Die restliche Mannschaft versucht sich bei einem derartigen Vorstoß in der Tiefe stets anzupassen. Dazu gehören viele Wechselbewegungen der Mittelfeldspieler und der Stürmer. Kurz und lang, entgegen und diagonal weg sind typische Laufwege der Mittelfeldspieler, sobald einer der Halbverteidiger in Ballbesitz einige Schritte macht. Der flache Ball in die Gasse durch den Halbraum ist gerne gesehen.

Stetige Wechselbewegungen

Dabei fächert Hoffenheim extrem weit auf. In einem 3-2-3-2 oder 3-1-4-2 befinden sich die Flügelläufer auf der vorletzten Linie und halten die Breite fest. Damit wird das Zentrum nach Möglichkeit geöffnet und diagonale Bälle durch das Mittelfeld ermöglicht. Besonders Rudy gefällt hier in seiner zentralen Rolle, von der aus er immer mehrere Möglichkeiten zu einem Pass in die Tiefe hat.

Das ist zumindest die Theorie. In der Praxis vermochte es der BVB jedoch immer wieder, den Spielaufbau entscheidend zu stören und Baumann zu langen Bällen zu zwingen. Da bei einem hohen Pressing allerdings auch die eigene Abwehr herausrücken muss, um Lücken zu schließen, nutzte die TSG hohe Zuspiele in den Lauf seiner Stürmer und erzielte damit unter anderem im Hinspiel die frühe Führung.

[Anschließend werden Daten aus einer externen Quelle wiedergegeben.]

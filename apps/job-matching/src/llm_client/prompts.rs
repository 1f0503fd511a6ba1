// Shared prompt fragments.
// Each agent that needs LLM calls defines its own prompts.rs alongside it.

/// Instruction appended to all generation prompts.
pub const GROUNDING_INSTRUCTION: &str = "\
    CRITICAL: Every claim about the candidate must be traceable to the candidate profile \
    provided below (summary, work history, skills). Do NOT invent employers, titles, \
    dates, metrics or certifications. If the profile does not support a claim, omit it.";

/// Instruction appended to prompts that receive gap information.
pub const HONESTY_INSTRUCTION: &str = "\
    Never claim a skill listed under GAPS. You may mention willingness to learn it \
    or point at a related transferable skill, but do not present it as experience.";

/// Fills `{name}` placeholders in a single pass.
///
/// Substituted text is never rescanned, so a value containing `{profile_json}` stays
/// literal. Braces that do not name a known placeholder (JSON examples) are kept as-is.
pub fn fill_template(template: &str, values: &[(&str, &str)]) -> String {
    let mut out = String::with_capacity(template.len());
    let mut rest = template;

    while let Some(open) = rest.find('{') {
        out.push_str(&rest[..open]);
        let after = &rest[open + 1..];
        let hit = after.find('}').and_then(|close| {
            let name = &after[..close];
            values
                .iter()
                .find(|(key, _)| *key == name)
                .map(|(_, value)| (*value, close))
        });
        match hit {
            Some((value, close)) => {
                out.push_str(value);
                rest = &after[close + 1..];
            }
            None => {
                out.push('{');
                rest = after;
            }
        }
    }
    out.push_str(rest);
    out
}
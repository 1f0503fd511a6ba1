//! Voice calibration: maps the candidate's voice style to verb sets and register guidance,
//! and picks the cover-letter hook from what the report actually contains.
//!
//! The hook never leans on a company signal the report does not have: no news, no news hook.

use crate::analysis::report::MatchReport;
use crate::generation::kit::HookType;
use crate::models::profile::VoiceStyle;

/// Verb sets and phrasing calibrated to a voice style.
#[derive(Debug, Clone)]
pub struct VoiceGuide {
    pub preferred_verbs: Vec<&'static str>,
    pub avoid_phrases: Vec<&'static str>,
    pub register: &'static str,
}

/// Returns the calibration for a voice style.
pub fn voice_guide(style: VoiceStyle) -> VoiceGuide {
    match style {
        VoiceStyle::Professional => VoiceGuide {
            preferred_verbs: vec!["Delivered", "Managed", "Implemented", "Improved", "Coordinated"],
            avoid_phrases: vec!["super excited", "rockstar", "crushed it"],
            register: "Polished and measured. Full sentences, no slang, no exclamation marks.",
        },
        VoiceStyle::Conversational => VoiceGuide {
            preferred_verbs: vec!["Built", "Helped", "Worked on", "Figured out", "Shipped"],
            avoid_phrases: vec!["synergy", "leverage", "per my last email", "esteemed"],
            register: "Warm and direct, like writing to a future teammate. Contractions are fine.",
        },
        VoiceStyle::Confident => VoiceGuide {
            preferred_verbs: vec!["Led", "Drove", "Owned", "Launched", "Scaled"],
            avoid_phrases: vec!["I believe I might", "I hope", "just", "try to"],
            register: "Assertive and outcome-first. Lead with results, no hedging.",
        },
        VoiceStyle::Technical => VoiceGuide {
            preferred_verbs: vec!["Designed", "Profiled", "Optimized", "Instrumented", "Migrated"],
            avoid_phrases: vec!["passionate", "guru", "cutting-edge"],
            register: "Precise and concrete. Name systems, numbers, and trade-offs.",
        },
    }
}

/// Chooses the cover-letter opening from the signals present in the report.
///
/// Order: recent news → two or more strong matches → green flags → problem/solution.
pub fn choose_hook(report: &MatchReport) -> HookType {
    if !report.company_insights.recent_news.is_empty() {
        HookType::CompanyNews
    } else if report.match_analysis.strong_matches.len() >= 2 {
        HookType::Achievement
    } else if !report.company_insights.green_flags.is_empty() {
        HookType::SharedMission
    } else {
        HookType::ProblemSolution
    }
}

/// One-line instruction for the chosen hook.
pub fn hook_instruction(hook: HookType) -> &'static str {
    match hook {
        HookType::CompanyNews => {
            "Open by referencing one item from RECENT NEWS and connect it to the candidate's work."
        }
        HookType::Achievement => {
            "Open with the candidate's single most relevant quantified achievement."
        }
        HookType::SharedMission => {
            "Open by connecting one of the company's GREEN FLAGS to what the candidate values."
        }
        HookType::ProblemSolution => {
            "Open by naming the main problem this role exists to solve and how the candidate has solved it before."
        }
    }
}

#[cfg(test)]
mod tests {
    use super::*;
    use crate::analysis::matching::SkillMatch;
    use crate::models::fixtures::sample_report;

    #[test]
    fn test_every_style_has_verbs_and_register() {
        for style in [
            VoiceStyle::Professional,
            VoiceStyle::Conversational,
            VoiceStyle::Confident,
            VoiceStyle::Technical,
        ] {
            let guide = voice_guide(style);
            assert!(!guide.preferred_verbs.is_empty());
            assert!(!guide.avoid_phrases.is_empty());
            assert!(!guide.register.is_empty());
        }
    }

    #[test]
    fn test_confident_voice_avoids_hedging() {
        let guide = voice_guide(VoiceStyle::Confident);
        assert!(guide.avoid_phrases.contains(&"I hope"));
        assert!(guide.preferred_verbs.contains(&"Led"));
    }

    #[test]
    fn test_news_hook_wins_when_news_present() {
        let mut report = sample_report("job-1", 70);
        report.company_insights.recent_news = vec!["Opened a Berlin office".to_string()];
        assert_eq!(choose_hook(&report), HookType::CompanyNews);
    }

    #[test]
    fn test_achievement_hook_needs_two_strong_matches() {
        let mut report = sample_report("job-1", 70);
        assert_eq!(report.match_analysis.strong_matches.len(), 1);
        // one strong match + green flag → shared mission
        assert_eq!(choose_hook(&report), HookType::SharedMission);

        report.match_analysis.strong_matches.push(SkillMatch {
            requirement: "Tokio".to_string(),
            evidence: "skill: Tokio".to_string(),
            strength: 1.0,
        });
        assert_eq!(choose_hook(&report), HookType::Achievement);
    }

    #[test]
    fn test_problem_solution_is_the_fallback() {
        let mut report = sample_report("job-1", 70);
        report.company_insights.green_flags.clear();
        assert_eq!(choose_hook(&report), HookType::ProblemSolution);
    }
}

Hier zeigte sich erneut der Fokus der Hoffenheimer auf gegenseitige Wechselbewegungen. Ein Stürmer kommt tief, ein Mittelfeldspieler stößt in den Raum hinter ihm. Sandro Wagner kam in diesem Fall entgegen, Mark Uth startete hinter den verfolgenden Sven Bender und ging alleine auf Roman Bürki zu. Wagner stellte ohnehin im Hinspiel eine entscheidende Rolle dar.

Wagner macht Bälle fest

Der kantige Mittelstürmer fiel vermehrt Richtung linkes Seitenaus und konnte dort einige hohe Zuspiele festmachen. Diese wurden schließlich weitergeleitet und konnten damit das Pressing Dortmunds aufbrechen. Das flexible Zusammenspiel beider Stürmer mit den offensiven Mittelfeldspielern zeichnet Hoffenheim aus und wird gerade gegen das Anlaufen der Borussia zu Chancen führen.

Somit haben letztlich beide Teams gute Möglichkeiten, mit ihrem bevorzugten Spiel Chancen zu kreieren. Hoffenheim wird das Zentrum versperren, der BVB wird einen Weg suchen, die TSG über die Flügel zu knacken. Das kann über Dembele funktionieren, das kann aber auch über ein gezieltes Öffnen und Suchen der Achter hinter dem gegnerischen Defensiv-Fünfeck laufen.

Die TSG dagegen wird alles daran setzen, das Zentrum zu öffnen und dort Wege zu finden. Die größte Schwierigkeit stellt sich dabei darin, den hohen Druck in erster Linie über Baumann und die Dreierkette aufzulösen, um anschließend die entstehenden Lücken zu nutzen. Sollte das nicht funktionieren, bleibt die Option, mit langen Bällen Wagner zu suchen, weiter möglich.